SC sets aside conviction | Daily News

SC sets aside conviction

The Supreme Court has ordered to set aside the conviction and the sentence imposed on Rosemary Felicia Perera alias Jeena Madam by the Colombo High Court in 2012 for the offence of procuring women for prostitution.

Accordingly, a majority of a divided three-judge-Supreme Court Bench acquitted Rosemary Felicia Perera from the case filed against her for the offence of ‘procuration’ under Section 360A (1) of the Penal Code by judgement dated 9th November 2012. The accused-appellant had been convicted by the High Court and a sentence of 3 years simple imprisonment and a fine of Rs. 25,000.

Aggrieved by the said judgement and sentence, the Accused-Appellant appealed to the Court of Appeal.
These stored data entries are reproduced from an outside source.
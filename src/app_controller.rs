use anyhow::{anyhow, Result};
use indicatif::{MultiProgress, ProgressBar, ProgressStyle};
use log::{error, info, warn};
use std::path::{Path, PathBuf};
use std::sync::Arc;
use std::time::Duration;

use crate::app_config::Config;
use crate::errors::PipelineStage;
use crate::file_utils::FileManager;
use crate::media::{FfmpegTranscoder, Transcoder};
use crate::pipeline::{JobOutcome, Orchestrator, PipelineSettings, ProgressReporter};
use crate::recognition::{shared_recognizer, Recognizer, Task};

// @module: Application controller for captioning videos

/// Shows the running stage on a spinner
struct StageSpinner {
    bar: ProgressBar,
}

impl ProgressReporter for StageSpinner {
    fn stage_started(&self, stage: PipelineStage) {
        let message = match stage {
            PipelineStage::Extraction => "Extracting audio...",
            PipelineStage::Recognition => "Recognizing speech...",
            PipelineStage::CueBuilding => "Building captions...",
            PipelineStage::Render => "Generating subtitled video...",
            PipelineStage::Packaging => "Packaging results...",
            PipelineStage::Submission => "Checking input...",
        };
        self.bar.set_message(message);
    }

    fn stage_finished(&self, stage: PipelineStage) {
        self.bar.set_message(format!("Finished {}", stage));
    }
}

/// Summary of a folder run
#[derive(Debug, Default, Clone, Copy, PartialEq, Eq)]
pub struct FolderSummary {
    pub processed: usize,
    pub partial: usize,
    pub skipped: usize,
    pub failed: usize,
}

/// Main application controller
pub struct Controller {
    // @field: App configuration
    config: Config,
    orchestrator: Orchestrator,
    multi_progress: MultiProgress,
    spinner: ProgressBar,
}

impl Controller {
    // @method: Create a controller using the whisper CLI and ffmpeg from the configuration
    pub fn with_config(config: Config) -> Result<Self> {
        let recognizer = shared_recognizer(&config.recognition);
        let transcoder: Arc<dyn Transcoder> = Arc::new(FfmpegTranscoder::new(config.transcoder.clone()));
        Self::with_components(config, recognizer, transcoder)
    }

    /// Create a controller around explicit engine and transcoder instances
    pub fn with_components(
        config: Config,
        recognizer: Arc<dyn Recognizer>,
        transcoder: Arc<dyn Transcoder>,
    ) -> Result<Self> {
        config.validate()?;

        let multi_progress = MultiProgress::new();
        let spinner = multi_progress.add(ProgressBar::new_spinner());
        let style = ProgressStyle::default_spinner()
            .template("{spinner:.green} [{elapsed_precise}] {msg}")
            .unwrap_or_else(|_| ProgressStyle::default_spinner());
        spinner.set_style(style);

        let settings = PipelineSettings {
            work_dir: config.resolved_work_dir(),
            max_line_width: config.captions.max_line_width,
        };
        let orchestrator = Orchestrator::new(recognizer, transcoder, settings)
            .with_progress(Arc::new(StageSpinner { bar: spinner.clone() }));

        Ok(Self {
            config,
            orchestrator,
            multi_progress,
            spinner,
        })
    }

    pub fn config(&self) -> &Config {
        &self.config
    }

    /// Archive path a run over `input_file` publishes
    pub fn archive_path(&self, input_file: &Path) -> PathBuf {
        let output_dir = self.config.resolved_output_dir(input_file);
        FileManager::generate_output_path(input_file, output_dir, "_transcripts_and_video.zip")
    }

    /// Caption a single video file
    ///
    /// Returns `Ok(None)` when results already exist and `force_overwrite` is off.
    pub async fn run(&self, input_file: &Path, task: Task, force_overwrite: bool) -> Result<Option<JobOutcome>> {
        let output_dir = self.config.resolved_output_dir(input_file);
        self.run_into(input_file, task, force_overwrite, &output_dir).await
    }

    // @runs: One job publishing into `output_dir`
    async fn run_into(
        &self,
        input_file: &Path,
        task: Task,
        force_overwrite: bool,
        output_dir: &Path,
    ) -> Result<Option<JobOutcome>> {
        let archive_path = FileManager::generate_output_path(input_file, output_dir, "_transcripts_and_video.zip");
        if archive_path.exists() && !force_overwrite {
            warn!(
                "Skipping {}, results already exist (use -f to force overwrite)",
                input_file.display()
            );
            return Ok(None);
        }

        FileManager::ensure_dir(output_dir)?;

        self.spinner.reset();
        self.spinner.enable_steady_tick(Duration::from_millis(120));
        let result = self.orchestrator.run(input_file, task, output_dir).await;
        self.spinner.disable_steady_tick();
        self.spinner.finish_and_clear();

        match result {
            Ok(outcome) => {
                Self::report(&outcome);
                Ok(Some(outcome))
            }
            Err(failure) => {
                error!("{}", failure.user_message());
                Err(anyhow!(failure))
            }
        }
    }

    // @returns: Where a video found under `input_dir` publishes its results
    fn folder_output_dir(&self, input_dir: &Path, video_file: &Path) -> PathBuf {
        match &self.config.output_dir {
            // Shared output dir: keep the input tree's layout
            Some(output_root) => FileManager::mirrored_output_dir(video_file, input_dir, output_root),
            None => self.config.resolved_output_dir(video_file),
        }
    }

    /// Caption every accepted video under `input_dir`, continuing after failures
    pub async fn run_folder(&self, input_dir: &Path, task: Task, force_overwrite: bool) -> Result<FolderSummary> {
        let start_time = std::time::Instant::now();

        if !FileManager::dir_exists(input_dir) {
            return Err(anyhow!("Input directory does not exist: {:?}", input_dir));
        }

        let video_files = FileManager::find_videos(input_dir)?;
        if video_files.is_empty() {
            return Err(anyhow!("No video files found in directory: {:?}", input_dir));
        }

        let folder_pb = self.multi_progress.insert(0, ProgressBar::new(video_files.len() as u64));
        let style = ProgressStyle::default_bar()
            .template("{spinner:.green} [{elapsed_precise}] [{bar:40.cyan/blue}] {pos}/{len} files {msg}")
            .unwrap_or_else(|_| ProgressStyle::default_bar());
        folder_pb.set_style(style);

        let mut summary = FolderSummary::default();

        for video_file in &video_files {
            let file_name = video_file
                .file_name()
                .map(|f| f.to_string_lossy().to_string())
                .unwrap_or_else(|| "unknown".to_string());
            folder_pb.set_message(format!("Processing: {}", file_name));

            let output_dir = self.folder_output_dir(input_dir, video_file);
            match self.run_into(video_file, task, force_overwrite, &output_dir).await {
                Ok(Some(outcome)) if outcome.is_complete() => summary.processed += 1,
                Ok(Some(_)) => summary.partial += 1,
                Ok(None) => summary.skipped += 1,
                Err(e) => {
                    error!("Error processing file {}: {}", file_name, e);
                    summary.failed += 1;
                }
            }

            folder_pb.inc(1);
        }

        folder_pb.finish_with_message("Folder processing complete");

        info!(
            "Folder processing completed in {}: {} processed, {} partial, {} skipped, {} errors",
            Self::format_duration(start_time.elapsed()),
            summary.processed,
            summary.partial,
            summary.skipped,
            summary.failed
        );

        Ok(summary)
    }

    // @logs: Where the results went
    fn report(outcome: &JobOutcome) {
        let published = &outcome.published;
        info!("Original video: {}", outcome.source_video.display());
        for (label, path) in [
            ("Transcript", &published.transcript),
            ("VTT captions", &published.vtt),
            ("SRT captions", &published.srt),
            ("Subtitled video", &published.rendered_video),
            ("Download archive", &published.archive),
        ] {
            if let Some(path) = path {
                info!("{}: {}", label, path.display());
            }
        }

        if let Some(failure) = &outcome.failure {
            warn!("{}", failure.user_message());
        }
    }

    // @formats: Duration as a short human readable string
    fn format_duration(duration: Duration) -> String {
        let total_seconds = duration.as_secs();
        let hours = total_seconds / 3600;
        let minutes = (total_seconds % 3600) / 60;
        let seconds = total_seconds % 60;

        if hours > 0 {
            format!("{}h {}m {}s", hours, minutes, seconds)
        } else if minutes > 0 {
            format!("{}m {}s", minutes, seconds)
        } else {
            format!("{}.{:03}s", seconds, duration.subsec_millis())
        }
    }
}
By judgement dated 17th January 2014, the Court of Appeal dismissed the appeal and affirmed the conviction and sentence imposed by the High Court. Subsequently, she had filed an appeal in Supreme Court as well challenging the Court of Appeal order to dismiss her petition.
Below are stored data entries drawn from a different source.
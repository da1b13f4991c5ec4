/*!
 * Pipeline orchestrator for captioning jobs.
 *
 * A job moves through these stages, one after the other, each at most once:
 * 1. Extraction: audio track to 16 kHz mono PCM
 * 2. Recognition: segments from the speech engine
 * 3. Cue building: VTT, SRT and plain-text transcript
 * 4. Render: captions burned into the picture
 * 5. Packaging: archive of everything, published to the output directory
 *
 * Nothing is retried. Failures before captions exist are returned as a
 * `JobFailure`. Once captions exist, a render or packaging failure still
 * publishes the transcript and caption files and is reported on the
 * returned `JobOutcome`.
 */

use std::future::Future;
use std::path::{Path, PathBuf};
use std::sync::Arc;
use std::time::Instant;

use log::{info, warn};
use uuid::Uuid;

use crate::captions::DEFAULT_MAX_LINE_WIDTH;
use crate::errors::{CaptionError, JobFailure, PipelineStage, StageContext};
use crate::file_utils::FileManager;
use crate::media::Transcoder;
use crate::packager;
use crate::pipeline::job::{CaptionSet, Job, JobState};
use crate::pipeline::progress::{NoProgress, ProgressReporter};
use crate::recognition::{Recognizer, Task};

/// Settings shared by every job an orchestrator runs
#[derive(Debug, Clone)]
pub struct PipelineSettings {
    /// Parent directory of per-job workspaces
    pub work_dir: PathBuf,

    /// Maximum characters per caption line
    pub max_line_width: usize,
}

impl Default for PipelineSettings {
    fn default() -> Self {
        Self {
            work_dir: std::env::temp_dir(),
            max_line_width: DEFAULT_MAX_LINE_WIDTH,
        }
    }
}

/// Files published to the output directory
#[derive(Debug, Clone, Default, PartialEq, Eq)]
pub struct PublishedArtifacts {
    pub transcript: Option<PathBuf>,
    pub vtt: Option<PathBuf>,
    pub srt: Option<PathBuf>,
    pub rendered_video: Option<PathBuf>,
    pub archive: Option<PathBuf>,
}

/// Result of a job that got as far as building captions
#[derive(Debug)]
pub struct JobOutcome {
    pub job_id: Uuid,
    pub task: Task,
    /// Language reported by the recognition engine
    pub language: String,
    /// Original video, for preview next to the rendered one
    pub source_video: PathBuf,
    /// `Done` on success, `Failed` when render or packaging failed
    pub final_state: JobState,
    pub captions: CaptionSet,
    pub published: PublishedArtifacts,
    /// Render or packaging failure, with partial results still published
    pub failure: Option<JobFailure>,
}

impl JobOutcome {
    pub fn is_complete(&self) -> bool {
        self.failure.is_none() && self.final_state == JobState::Done
    }
}

/// Runs captioning jobs against a recognition engine and a transcoder
pub struct Orchestrator {
    recognizer: Arc<dyn Recognizer>,
    transcoder: Arc<dyn Transcoder>,
    settings: PipelineSettings,
    progress: Arc<dyn ProgressReporter>,
}

impl Orchestrator {
    pub fn new(
        recognizer: Arc<dyn Recognizer>,
        transcoder: Arc<dyn Transcoder>,
        settings: PipelineSettings,
    ) -> Self {
        Self {
            recognizer,
            transcoder,
            settings,
            progress: Arc::new(NoProgress),
        }
    }

    /// Set the reporter notified when stages start and finish
    pub fn with_progress(mut self, progress: Arc<dyn ProgressReporter>) -> Self {
        self.progress = progress;
        self
    }

    pub fn settings(&self) -> &PipelineSettings {
        &self.settings
    }

    /// Run one job for `input` with the task named by `task`, publishing
    /// results into `output_dir`.
    ///
    /// The task is validated before anything else; an unknown task fails
    /// with `InvalidTask` without touching any external tool. A missing or
    /// unsupported input and an unavailable engine abort before any stage.
    pub async fn submit(&self, input: &Path, task: &str, output_dir: &Path) -> Result<JobOutcome, JobFailure> {
        let task = task.parse::<Task>().at_stage(PipelineStage::Submission)?;
        self.run(input, task, output_dir).await
    }

    /// Same as [`Orchestrator::submit`] with an already validated task
    pub async fn run(&self, input: &Path, task: Task, output_dir: &Path) -> Result<JobOutcome, JobFailure> {
        let start_time = Instant::now();

        FileManager::validate_input_video(input).at_stage(PipelineStage::Submission)?;
        self.recognizer.check_available().await.at_stage(PipelineStage::Submission)?;
        self.transcoder.check_available().await.at_stage(PipelineStage::Submission)?;

        let mut job = Job::create(&self.settings.work_dir, input, task).at_stage(PipelineStage::Submission)?;
        info!("Job {} submitted: {} ({})", job.id(), input.display(), task);

        let result = self.drive(&mut job, output_dir).await;

        match &result {
            Ok(outcome) if outcome.is_complete() => {
                info!("Job {} done in {:.1}s", job.id(), start_time.elapsed().as_secs_f64())
            }
            Ok(_) => warn!("Job {} finished with partial results", job.id()),
            Err(failure) => warn!("Job {} aborted: {}", job.id(), failure),
        }

        // Dropping the job removes its workspace
        result
    }

    async fn drive(&self, job: &mut Job, output_dir: &Path) -> Result<JobOutcome, JobFailure> {
        let paths = job.paths().clone();

        // Submitted -> AudioExtracted
        self.stage(
            job,
            PipelineStage::Extraction,
            self.transcoder.extract_audio(&paths.input_video, &paths.audio),
        )
        .await?;
        job.mark_audio_extracted();

        // AudioExtracted -> Recognized
        let task = job.task();
        let transcript = self
            .stage(job, PipelineStage::Recognition, self.recognizer.recognize(&paths.audio, task))
            .await?;
        match crate::language_utils::get_language_name(&transcript.language) {
            Some(name) => info!("Detected language: {} ({})", name, transcript.language),
            None => info!("Detected language: {}", transcript.language),
        }

        // Recognized -> CuesBuilt
        self.progress.stage_started(PipelineStage::CueBuilding);
        let captions = CaptionSet::build(&transcript, self.settings.max_line_width);
        job.set_transcript(transcript);
        job.set_captions(captions.clone());
        if let Err(e) = job.write_captions() {
            job.fail(PipelineStage::CueBuilding, &e);
            return Err(JobFailure::new(PipelineStage::CueBuilding, e));
        }
        self.progress.stage_finished(PipelineStage::CueBuilding);

        // CuesBuilt -> CaptionedVideoRendered
        let render = self
            .stage(
                job,
                PipelineStage::Render,
                self.transcoder
                    .burn_subtitles(&paths.input_video, &paths.audio, &paths.srt, &paths.rendered_video),
            )
            .await;
        if let Err(failure) = render {
            return self.finish_partial(job, captions, output_dir, failure);
        }
        job.set_rendered_video(paths.rendered_video.clone());

        // CaptionedVideoRendered -> Packaged
        self.progress.stage_started(PipelineStage::Packaging);
        let archive = match self.package(&captions, job.rendered_video()).await {
            Ok(bytes) => bytes,
            Err(e) => {
                job.fail(PipelineStage::Packaging, &e);
                let failure = JobFailure::new(PipelineStage::Packaging, e);
                return self.finish_partial(job, captions, output_dir, failure);
            }
        };

        let published = match self.publish_all(job, &archive, output_dir) {
            Ok(published) => published,
            Err(e) => {
                job.fail(PipelineStage::Packaging, &e);
                return Err(JobFailure::new(PipelineStage::Packaging, e));
            }
        };
        job.mark_packaged();
        self.progress.stage_finished(PipelineStage::Packaging);

        // Packaged -> Done
        job.mark_done();
        Ok(Self::outcome(job, captions, published, None))
    }

    // @runs: One external stage, failing the job on error
    async fn stage<T, F>(&self, job: &mut Job, stage: PipelineStage, work: F) -> Result<T, JobFailure>
    where
        F: Future<Output = Result<T, CaptionError>>,
    {
        self.progress.stage_started(stage);
        match work.await {
            Ok(value) => {
                self.progress.stage_finished(stage);
                Ok(value)
            }
            Err(e) => {
                job.fail(stage, &e);
                Err(JobFailure::new(stage, e))
            }
        }
    }

    async fn package(&self, captions: &CaptionSet, rendered_video: Option<&Path>) -> Result<Vec<u8>, CaptionError> {
        let captions = captions.clone();
        let rendered = rendered_video.map(Path::to_path_buf);

        tokio::task::spawn_blocking(move || {
            packager::package(&captions.transcript_text, &captions.vtt, &captions.srt, rendered.as_deref())
        })
        .await
        .map_err(|e| CaptionError::Packaging(format!("Packaging task failed: {}", e)))?
    }

    // @publishes: Transcript and caption documents next to the outputs
    fn publish_captions(&self, job: &Job, output_dir: &Path) -> Result<PublishedArtifacts, CaptionError> {
        let paths = job.paths();
        let mut published = PublishedArtifacts::default();

        for (from, suffix, slot) in [
            (&paths.transcript, ".txt", &mut published.transcript),
            (&paths.vtt, ".vtt", &mut published.vtt),
            (&paths.srt, ".srt", &mut published.srt),
        ] {
            let to = FileManager::generate_output_path(job.source(), output_dir, suffix);
            FileManager::copy_file(from, &to)?;
            *slot = Some(to);
        }

        Ok(published)
    }

    // @publishes: Captions, archive and rendered video of a packaged job
    fn publish_all(&self, job: &Job, archive: &[u8], output_dir: &Path) -> Result<PublishedArtifacts, CaptionError> {
        let mut published = self.publish_captions(job, output_dir)?;

        let archive_path =
            FileManager::generate_output_path(job.source(), output_dir, "_transcripts_and_video.zip");
        let video_path = FileManager::generate_output_path(job.source(), output_dir, "_subtitled.mp4");
        packager::write_archive(archive, &archive_path)?;
        FileManager::copy_file(&job.paths().rendered_video, &video_path)?;

        published.archive = Some(archive_path);
        published.rendered_video = Some(video_path);
        Ok(published)
    }

    // @returns: Outcome carrying the failure, after publishing what exists
    fn finish_partial(
        &self,
        job: &Job,
        captions: CaptionSet,
        output_dir: &Path,
        failure: JobFailure,
    ) -> Result<JobOutcome, JobFailure> {
        warn!("{}", failure.user_message());

        let published = match self.publish_partial(job, output_dir) {
            Ok(published) => published,
            Err(e) => {
                // The stage failure stays the one reported
                warn!("Publishing partial results failed: {}", e);
                return Err(failure);
            }
        };

        Ok(Self::outcome(job, captions, published, Some(failure)))
    }

    // @publishes: Captions, plus the rendered video if it exists
    fn publish_partial(&self, job: &Job, output_dir: &Path) -> Result<PublishedArtifacts, CaptionError> {
        let mut published = self.publish_captions(job, output_dir)?;

        if let Some(rendered) = job.rendered_video().filter(|p| p.exists()) {
            let video_path = FileManager::generate_output_path(job.source(), output_dir, "_subtitled.mp4");
            FileManager::copy_file(rendered, &video_path)?;
            published.rendered_video = Some(video_path);
        }

        Ok(published)
    }

    fn outcome(
        job: &Job,
        captions: CaptionSet,
        published: PublishedArtifacts,
        failure: Option<JobFailure>,
    ) -> JobOutcome {
        JobOutcome {
            job_id: job.id(),
            task: job.task(),
            language: job.transcript().map(|t| t.language.clone()).unwrap_or_default(),
            source_video: job.source().to_path_buf(),
            final_state: job.state().clone(),
            captions,
            published,
            failure,
        }
    }
}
The officers of the Colombo Crime Division (CCD) had arrested the Accused-Appellant, for providing women for sexual intercourse for a payment. She had been arrested together with eight other women in an apartment of the Liberty Plaza Shopping Complex in Kollupitiya.

The lawyers appeared for the accused-appellant maintained that in order to prove a charge under Section 360A (1) of the Penal Code it is essential that the victim in fact engaged in prostitution as a result of the alleged procuration.

Justice Buwaneka Aluwihare and Justice L.T.B. Dehideniya observed that the offence of procuration cannot be committed with regard to a person who is already a commercial sex worker.

'As decided in the case of R v. Ubolcharoen (supra), a Section 52(1) offence {Sexual Offences Act 2003 [UK]} which is similar to that of Section 360A(1), cannot be committed if the complainant [the person]

has already been involved in prostitution, either home or abroad,' Justice Aluwihare observed.

'When analysing Section 360A (1), it appears to me that the desire of the legislature had been in safeguarding the public interest in morality than the chastity of the individual. The objective (of the Legislature) is to impose Penal sanctions, to discourage people from luring or inducing persons who are hitherto not engaged as prostitutes to join the profession of prostitution,' Justice Aluwihare further observed.

Justice L.T.B. Dehideniya agreed with the judgement of Justice Aluwihare.

However, Justice Preethi Padman Surasena pronounced a separate judgement after disagreeing with the conclusion and

reasoning set out in Justice Aluwihare’s judgement.

President's Counsel Rienzie Arsecularatne with counsel Chamindri Arsecularatne and Udara Muhandiramge appeared for the Accused-Appellant.

Additional Solicitor General Ayesha Jinasena PC appeared for the Attorney-General.